Parameter Optimization for non-numerical variables (GINI vs Gain) Workflow Example

My apologies and this seems like a pretty straight problem I’m having but after watching several YouTube videos, workflows, self-paced courses I’ve come to this last option. I’m trying to set up the Optimizer Start/Start Loop for a Tree Ensemble model and as long as the variable is an integer I’m good. However, I’m interested in including Split Criteria. When I add “new parameter” to the Start Loop, I make sure to uncheck “integer” and have attempted to fill in what I think the node is looking for but it will treat it as an integer no matter what. I see “Split Criteria” as a Flow Variable Option so I’m thinking this is possible but I also did read a post where it seemed including check boxes and strings into the Optimizer is pretty complicated.

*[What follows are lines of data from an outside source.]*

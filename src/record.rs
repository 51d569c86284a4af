use serde::{Deserialize, Serialize};

/// Sentinel used for any text field whose value could not be resolved.
pub const UNKNOWN: &str = "unknown";

/// Primary category of an extracted event.
#[derive(Debug, Clone, Copy, PartialEq, Eq, Hash, Serialize, Deserialize)]
#[serde(rename_all = "snake_case")]
pub enum EventType {
    Nature,
    HumanAccident,
    HumanDeliberate,
}

impl EventType {
    pub fn as_str(&self) -> &'static str {
        match self {
            EventType::Nature => "nature",
            EventType::HumanAccident => "human_accident",
            EventType::HumanDeliberate => "human_deliberate",
        }
    }
}

/// Subcategory, scoped to its parent [`EventType`] by the event classifier.
#[derive(Debug, Clone, Copy, PartialEq, Eq, Hash, Serialize, Deserialize)]
#[serde(rename_all = "snake_case")]
pub enum EventSubtype {
    Other,
    // nature
    Earthquake,
    Tsunami,
    Flood,
    TropicalCyclone,
    Tornado,
    VolcanicEruption,
    Avalanche,
    Landslide,
    Drought,
    Pandemic,
    Wildfire,
    Blizzard,
    HeatWave,
    ColdWave,
    // human_deliberate
    Terrorism,
    MassShooting,
    Arson,
    Sabotage,
    Genocide,
    // human_accident
    Explosion,
    Fire,
    TransportAccident,
    TrainAccident,
    MaritimeAccident,
    CrowdCrush,
    IndustrialAccident,
    MiningAccident,
    ChemicalAccident,
    NuclearAccident,
    EnvironmentalDisaster,
}

impl EventSubtype {
    pub fn as_str(&self) -> &'static str {
        match self {
            EventSubtype::Other => "other",
            EventSubtype::Earthquake => "earthquake",
            EventSubtype::Tsunami => "tsunami",
            EventSubtype::Flood => "flood",
            EventSubtype::TropicalCyclone => "tropical_cyclone",
            EventSubtype::Tornado => "tornado",
            EventSubtype::VolcanicEruption => "volcanic_eruption",
            EventSubtype::Avalanche => "avalanche",
            EventSubtype::Landslide => "landslide",
            EventSubtype::Drought => "drought",
            EventSubtype::Pandemic => "pandemic",
            EventSubtype::Wildfire => "wildfire",
            EventSubtype::Blizzard => "blizzard",
            EventSubtype::HeatWave => "heat_wave",
            EventSubtype::ColdWave => "cold_wave",
            EventSubtype::Terrorism => "terrorism",
            EventSubtype::MassShooting => "mass_shooting",
            EventSubtype::Arson => "arson",
            EventSubtype::Sabotage => "sabotage",
            EventSubtype::Genocide => "genocide",
            EventSubtype::Explosion => "explosion",
            EventSubtype::Fire => "fire",
            EventSubtype::TransportAccident => "transport_accident",
            EventSubtype::TrainAccident => "train_accident",
            EventSubtype::MaritimeAccident => "maritime_accident",
            EventSubtype::CrowdCrush => "crowd_crush",
            EventSubtype::IndustrialAccident => "industrial_accident",
            EventSubtype::MiningAccident => "mining_accident",
            EventSubtype::ChemicalAccident => "chemical_accident",
            EventSubtype::NuclearAccident => "nuclear_accident",
            EventSubtype::EnvironmentalDisaster => "environmental_disaster",
        }
    }
}

/// One normalized disaster event, fully populated in a single pass by the
/// assembler that produced it. Serde renames match the CSV column set.
#[derive(Debug, Clone, PartialEq, Eq, Hash, Serialize, Deserialize)]
pub struct EventRecord {
    /// `None` means the toll could not be resolved; such records are
    /// dropped at the merge step before the dataset is written.
    #[serde(rename = "Death toll")]
    pub death_toll: Option<u32>,
    #[serde(rename = "Event")]
    pub event_name: String,
    #[serde(rename = "City")]
    pub city: String,
    #[serde(rename = "Country")]
    pub country: String,
    /// Canonical `YYYY-MM-DD`, or the `"unknown"` sentinel.
    #[serde(rename = "Date")]
    pub date: String,
    #[serde(rename = "Details")]
    pub details: String,
    #[serde(rename = "Event Type")]
    pub event_type: EventType,
    #[serde(rename = "Event Subtype")]
    pub event_subtype: EventSubtype,
    #[serde(rename = "URL")]
    pub source_url: String,
}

Any workflows showing how others have achieved this would be greatly appreciated (including check boxes as I’m sure someday I may need this too). All the videos and workflows I’ve reviewed only included numerical variables. Thanks!

HI @rinaldiinjapan,

Here I have an example workflow to utilize the parameter optimization loop for split criterion in the Tree Ensemble Learner node (or any non-numeric parameter in general):

I have commented each step in the workflow but as a quick note, here you can convert the Int value from the loop start to your desired string value by using the Rule Engine Variable node.

4 Likes

@armingrudd WOW! Thank you so much. Safe to say I would’ve never figured this out and of all the dozens of workflows and examples that I found this is the first time I’ve see this. Thanks again.
m

2 Likes

While the topic is hot would it be took much to ask how you would address a variable that is selected via a check box? Such as “Use binary splits for nominal columns”?

1 Like

@armingrudd Actually upon closer inspection I THINK I can figure it out but I’m curious, when there is a binary option like my last question, would the checked box be considered step 1 or step 2?

Same thing if you were to try to use force split. Would step 1 be unchecked, and then step 2 etc would be the different strings?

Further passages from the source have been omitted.